The original record role name itself is even longer than JSONRecord, and it consists of three parts. I’m lazy. There are a lot of JSON structures and I want less typing per each. A trait? is jrecord?

unit role JSONRecord;

multi sub trait_mod:<is>(Mu:U \type, Bool:D :$jrecord) is export {
    unless type.HOW ~~ JSONRecordHOW {
        type.HOW does JSONRecordHOW
        type.^add_role(::?ROLE);
    }
}

Now, instead of class SomeRecord does JSONRecord I can use class SomeRecord is jrecord. In the original case the win is even bigger.

The Yada???

There is absolutely nothing funny about it. Just a common way to keep a reader interested!

Seriously.

The reason for the yada in that snippet is to avoid a distraction from the primary purpose of the example. Here is what is going on there:

I want AttrX::Mooish to do the dirty work for me. Eventually, what is needed is to apply the is mooish trait as shown above. But the traits are just subs. Therefore all is needed now is to:

&trait_mod:<is>($attr, :mooish(:$alias));

Because this is what Raku does internally when encounters is mooish(:alias(...)). The final version of the kebabifying sub is:

our sub kebabify-attr(Attribute:D $attr) {
    if $attr.name ~~ /<.lower><.upper>/ {
        my $alias = (S:g/<lower><upper>/$<lower>-$<upper>/).lc given $attr.name.substr(2);
        &trait_mod:<is>($attr, :mooish(:$alias));
    }
}

Since the sub is used by the HOW above, we can say that the &trait_mod<is> would be called at compile time2.

The Use

Now, it used to be:

class SomeRecord does JSONRecord {
    has $.aLongAttrName is mooish(:alias<a-long-attr-name>);
    has $.shortname;
}

Where, as you can see, I had to transfer JSON key names to attribute names, decide where aliasing is needed, add it, and make sure no mistakes were made or attributes are missed.

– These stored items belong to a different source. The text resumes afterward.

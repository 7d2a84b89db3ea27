use std::ops::Range;

use depthforest_image::{DepthImage, ImagePool, PixelInfo, TrainData};
use rand::Rng;
use tracing::{debug, instrument, trace};

use crate::config::TrainingParams;
use crate::gain::{entropy, label_distribution};
use crate::node::{Node, TreeSummary};
use crate::search::search_node;
use crate::split::{Side, SplitCandidate};

/// A trained depth decision tree.
#[derive(Debug, Clone, PartialEq)]
pub struct DecisionTree {
    pub(crate) root: Node,
    pub(crate) label_num: usize,
}

impl DecisionTree {
    /// Wrap an existing root node.
    #[must_use]
    pub fn from_root(root: Node, label_num: usize) -> Self {
        Self { root, label_num }
    }

    /// Grow a tree over every sample in `data`.
    ///
    /// `data` is reordered in place; after training each leaf's samples are
    /// contiguous. `data` must not be empty.
    #[instrument(skip_all, fields(n_samples = data.len()))]
    pub(crate) fn fit(
        params: &TrainingParams,
        data: &mut TrainData,
        pool: &ImagePool,
        rng: &mut impl Rng,
    ) -> Self {
        debug_assert!(!data.is_empty(), "cannot grow a tree from zero samples");
        let full = 0..data.len();
        let mut builder = TreeBuilder {
            params,
            pool,
            data,
            rng,
        };
        let root = builder.build(full, 0);
        let summary = root.summary();
        debug!(
            n_nodes = summary.n_nodes,
            n_leaves = summary.n_leaves,
            max_depth = summary.max_depth,
            "decision tree built"
        );
        Self {
            root,
            label_num: params.label_num,
        }
    }

    /// Return the root node.
    #[must_use]
    pub fn root(&self) -> &Node {
        &self.root
    }

    /// Return the number of labels.
    #[must_use]
    pub fn label_num(&self) -> usize {
        self.label_num
    }

    /// Descend to the leaf reached by `pixel` of `image` and return its
    /// label distribution.
    #[must_use]
    pub fn predict_distribution(&self, image: &DepthImage, pixel: PixelInfo) -> &[f64] {
        let mut node = &self.root;
        loop {
            match node {
                Node::Leaf { distribution, .. } => return distribution,
                Node::Split {
                    candidate,
                    left,
                    right,
                    ..
                } => {
                    node = match candidate.side_at(image, pixel) {
                        Side::Left => left,
                        Side::Right => right,
                    };
                }
            }
        }
    }

    /// Node count, leaf count, and deepest leaf.
    #[must_use]
    pub fn summary(&self) -> TreeSummary {
        self.root.summary()
    }
}

/// Recursive induction state for one tree.
///
/// Search borrows `data` immutably; partitioning borrows it mutably only
/// after the search has joined.
struct TreeBuilder<'a, R> {
    params: &'a TrainingParams,
    pool: &'a ImagePool,
    data: &'a mut TrainData,
    rng: &'a mut R,
}

impl<R: Rng> TreeBuilder<'_, R> {
    fn build(&mut self, range: Range<usize>, depth: usize) -> Node {
        let samples = self.data.samples(range.clone());
        let distribution = label_distribution(samples, self.params.label_num);
        let parent_entropy = entropy(&distribution);

        if test_node(self.params, range.len(), depth, parent_entropy) {
            return Node::Leaf {
                depth,
                distribution,
            };
        }

        let Some(best) = search_node(self.params, parent_entropy, samples, self.pool, self.rng)
        else {
            return Node::Leaf {
                depth,
                distribution,
            };
        };

        let mid = partition(self.data, range.clone(), &best.candidate, self.pool);
        if mid == range.start || mid == range.end {
            trace!(depth, n_samples = range.len(), "degenerate split, making leaf");
            return Node::Leaf {
                depth,
                distribution,
            };
        }

        trace!(
            depth,
            n_left = mid - range.start,
            n_right = range.end - mid,
            gain = best.gain,
            "node split"
        );

        let left = self.build(range.start..mid, depth + 1);
        let right = self.build(mid..range.end, depth + 1);
        Node::Split {
            depth,
            candidate: best.candidate,
            left: Box::new(left),
            right: Box::new(right),
        }
    }
}

/// Whether a node must stay a leaf.
///
/// A node stops growing at `max_depth`, when it holds `min_sample_count`
/// samples or fewer, or when its label set is pure.
pub(crate) fn test_node(
    params: &TrainingParams,
    n_samples: usize,
    depth: usize,
    entropy: f64,
) -> bool {
    depth >= params.max_depth || n_samples <= params.min_sample_count || entropy == 0.0
}

/// Reorder `range` of `data` in place so every sample routed left precedes
/// every sample routed right, and return the first right index.
///
/// Each sample is classified exactly once. Order within a side is
/// unspecified.
pub(crate) fn partition(
    data: &mut TrainData,
    range: Range<usize>,
    candidate: &SplitCandidate,
    pool: &ImagePool,
) -> usize {
    let mut lo = range.start;
    let mut hi = range.end;
    while lo < hi {
        if candidate.classify(pool, &data.get(lo)) == Side::Left {
            lo += 1;
        } else {
            hi -= 1;
            data.swap(lo, hi);
        }
    }
    lo
}

#[cfg(test)]
mod tests {
    use rand::SeedableRng;
    use rand_chacha::ChaCha8Rng;

    use super::{DecisionTree, partition, test_node};
    use crate::config::{NumRange, TrainingParams};
    use crate::fixtures::{ramp, separable_params, separable_pool};
    use crate::node::Node;
    use crate::split::{Side, SplitCandidate};
    use depthforest_image::{ImagePool, Offset, PixelInfo, Sample, TrainData};

    /// Every labeled pixel of every pool image, in image order.
    fn all_samples(pool: &ImagePool) -> TrainData {
        pool.iter()
            .enumerate()
            .flat_map(|(id, img)| {
                img.labeled_pixels()
                    .map(move |(p, l)| Sample::new(id, p, l))
                    .collect::<Vec<_>>()
            })
            .collect()
    }

    /// Every third sample, interleaving the two images.
    fn interleaved(pool: &ImagePool) -> TrainData {
        let all = all_samples(pool);
        let half = all.len() / 2;
        (0..half)
            .step_by(3)
            .flat_map(|i| [all.get(i), all.get(half + i)])
            .collect()
    }

    fn multiset(data: &TrainData) -> Vec<(usize, i64, i64, usize)> {
        let mut v: Vec<_> = data
            .as_slice()
            .iter()
            .map(|s| (s.image_id, s.pixel.x, s.pixel.y, s.label))
            .collect();
        v.sort_unstable();
        v
    }

    // --- test_node ---

    #[test]
    fn stop_conditions() {
        let params = TrainingParams::new(1)
            .unwrap()
            .with_max_depth(3)
            .with_min_sample_count(5);
        assert!(test_node(&params, 100, 3, 0.8), "depth limit");
        assert!(test_node(&params, 5, 0, 0.8), "too few samples");
        assert!(test_node(&params, 100, 0, 0.0), "pure");
        assert!(!test_node(&params, 6, 2, 0.8));
    }

    // --- partition ---

    #[test]
    fn partition_is_a_permutation_with_left_first() {
        let pool = separable_pool();
        let mut data = interleaved(&pool);
        let before = multiset(&data);
        let candidate =
            SplitCandidate::new(Offset::new(9.0, 0.0), Offset::new(-9.0, 0.0), 0.0);

        let range = 4..data.len() - 3;
        let head: Vec<Sample> = data.samples(0..4).to_vec();
        let tail: Vec<Sample> = data.samples(range.end..data.len()).to_vec();
        let mid = partition(&mut data, range.clone(), &candidate, &pool);

        assert_eq!(multiset(&data), before);
        assert_eq!(data.samples(0..4), head.as_slice(), "outside range untouched");
        assert_eq!(data.samples(range.end..data.len()), tail.as_slice());
        for i in range.start..mid {
            assert_eq!(candidate.classify(&pool, &data.get(i)), Side::Left);
        }
        for i in mid..range.end {
            assert_eq!(candidate.classify(&pool, &data.get(i)), Side::Right);
        }
        assert!(mid > range.start && mid < range.end);
    }

    #[test]
    fn partition_all_one_side() {
        let pool = separable_pool();
        let mut data = interleaved(&pool);
        let n = data.len();
        // Equal offsets give a zero feature everywhere.
        let left = SplitCandidate::new(Offset::default(), Offset::default(), 1.0);
        assert_eq!(partition(&mut data, 0..n, &left, &pool), n);
        let right = SplitCandidate::new(Offset::default(), Offset::default(), -1.0);
        assert_eq!(partition(&mut data, 0..n, &right, &pool), 0);
    }

    #[test]
    fn partition_empty_range() {
        let pool = separable_pool();
        let mut data = interleaved(&pool);
        let c = SplitCandidate::new(Offset::default(), Offset::default(), 1.0);
        assert_eq!(partition(&mut data, 3..3, &c, &pool), 3);
    }

    // --- induction ---

    #[test]
    fn separable_data_gives_two_leaves() {
        let pool = separable_pool();
        let mut data = interleaved(&pool);
        let mut rng = ChaCha8Rng::seed_from_u64(42);
        let tree = DecisionTree::fit(&separable_params(1), &mut data, &pool, &mut rng);

        let summary = tree.summary();
        assert_eq!(summary.n_leaves, 2);
        assert_eq!(summary.n_nodes, 3);

        let Node::Split { left, right, .. } = tree.root() else {
            panic!("root should split");
        };
        for child in [left, right] {
            let Node::Leaf { distribution, depth } = child.as_ref() else {
                panic!("children should be leaves");
            };
            assert_eq!(*depth, 1);
            assert!(distribution.contains(&1.0), "child not pure: {distribution:?}");
        }
    }

    #[test]
    fn leaves_respect_max_depth() {
        // Mixed labels inside each image force deep trees.
        let pool = ImagePool::from_images(vec![
            ramp(true, |x, y| (x + y) % 3),
            ramp(false, |x, _| x % 3),
        ]);
        for max_depth in [0, 1, 2, 4] {
            let params = separable_params(1)
                .with_label_num(3)
                .with_max_depth(max_depth)
                .with_threshold_num(5)
                .with_threshold_range(NumRange::new(-0.05, 0.05));
            let mut data = all_samples(&pool);
            let mut rng = ChaCha8Rng::seed_from_u64(7);
            let tree = DecisionTree::fit(&params, &mut data, &pool, &mut rng);
            assert!(tree.root().preorder().all(|n| n.depth() <= max_depth));
            assert!(tree.summary().max_depth <= max_depth);
        }
    }

    #[test]
    fn zero_max_depth_gives_root_leaf() {
        let pool = separable_pool();
        let mut data = interleaved(&pool);
        let mut rng = ChaCha8Rng::seed_from_u64(1);
        let params = separable_params(1).with_max_depth(0);
        let tree = DecisionTree::fit(&params, &mut data, &pool, &mut rng);
        assert!(tree.root().is_leaf());
        assert_eq!(tree.summary().n_nodes, 1);
    }

    #[test]
    fn degenerate_candidates_force_a_leaf() {
        let pool = separable_pool();
        let mut data = interleaved(&pool);
        let mut rng = ChaCha8Rng::seed_from_u64(1);
        // Zero offsets and a positive threshold send everything left.
        let params = separable_params(1)
            .with_offset_range(NumRange::new(0.0, 0.0))
            .with_threshold_range(NumRange::new(1.0, 1.0));
        let tree = DecisionTree::fit(&params, &mut data, &pool, &mut rng);
        let Node::Leaf { distribution, .. } = tree.root() else {
            panic!("degenerate split must become a leaf");
        };
        assert!((distribution[0] - 0.5).abs() < 1e-12);
    }

    #[test]
    fn pure_data_gives_root_leaf() {
        let pool = separable_pool();
        let mut data: TrainData = all_samples(&pool)
            .as_slice()
            .iter()
            .copied()
            .filter(|s| s.label == 1)
            .collect();
        let mut rng = ChaCha8Rng::seed_from_u64(1);
        let tree = DecisionTree::fit(&separable_params(1), &mut data, &pool, &mut rng);
        assert_eq!(
            tree.root(),
            &Node::Leaf {
                depth: 0,
                distribution: vec![0.0, 1.0]
            }
        );
    }

    #[test]
    fn min_sample_count_stops_growth() {
        let pool = separable_pool();
        let mut data = interleaved(&pool);
        let n = data.len();
        let mut rng = ChaCha8Rng::seed_from_u64(1);
        let params = separable_params(1).with_min_sample_count(n);
        let tree = DecisionTree::fit(&params, &mut data, &pool, &mut rng);
        assert!(tree.root().is_leaf());
    }

    #[test]
    fn predict_distribution_follows_splits() {
        let pool = separable_pool();
        let mut data = interleaved(&pool);
        let mut rng = ChaCha8Rng::seed_from_u64(42);
        let tree = DecisionTree::fit(&separable_params(1), &mut data, &pool, &mut rng);
        let pixel = PixelInfo::new(30, 15);
        assert_eq!(tree.predict_distribution(pool.get(0), pixel), &[1.0, 0.0]);
        assert_eq!(tree.predict_distribution(pool.get(1), pixel), &[0.0, 1.0]);
    }

    #[test]
    fn same_seed_same_tree() {
        let pool = separable_pool();
        let params = separable_params(1).with_offset_num(5).with_threshold_num(3);
        let grow = || {
            let mut data = interleaved(&pool);
            let mut rng = ChaCha8Rng::seed_from_u64(5);
            DecisionTree::fit(&params, &mut data, &pool, &mut rng)
        };
        assert_eq!(grow(), grow());
    }
}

With the above rather simple tweaks:

class SomeRecord is jrecord {
    has $.aLongAttrName;
    has $.shortname;
}

Job done.

The Stupidy

Before I came down to this solution I’ve got 34 record classes implemented using the old approach. Some are little, some are quite big. But it most certainly could’ve taken much less time would I have the trait at my disposal back then…

  1. Naming is totally fictional. 

  2. Most likely, but there are exceptions. It barely changes a lot, but certainly falls out of the scope of this post.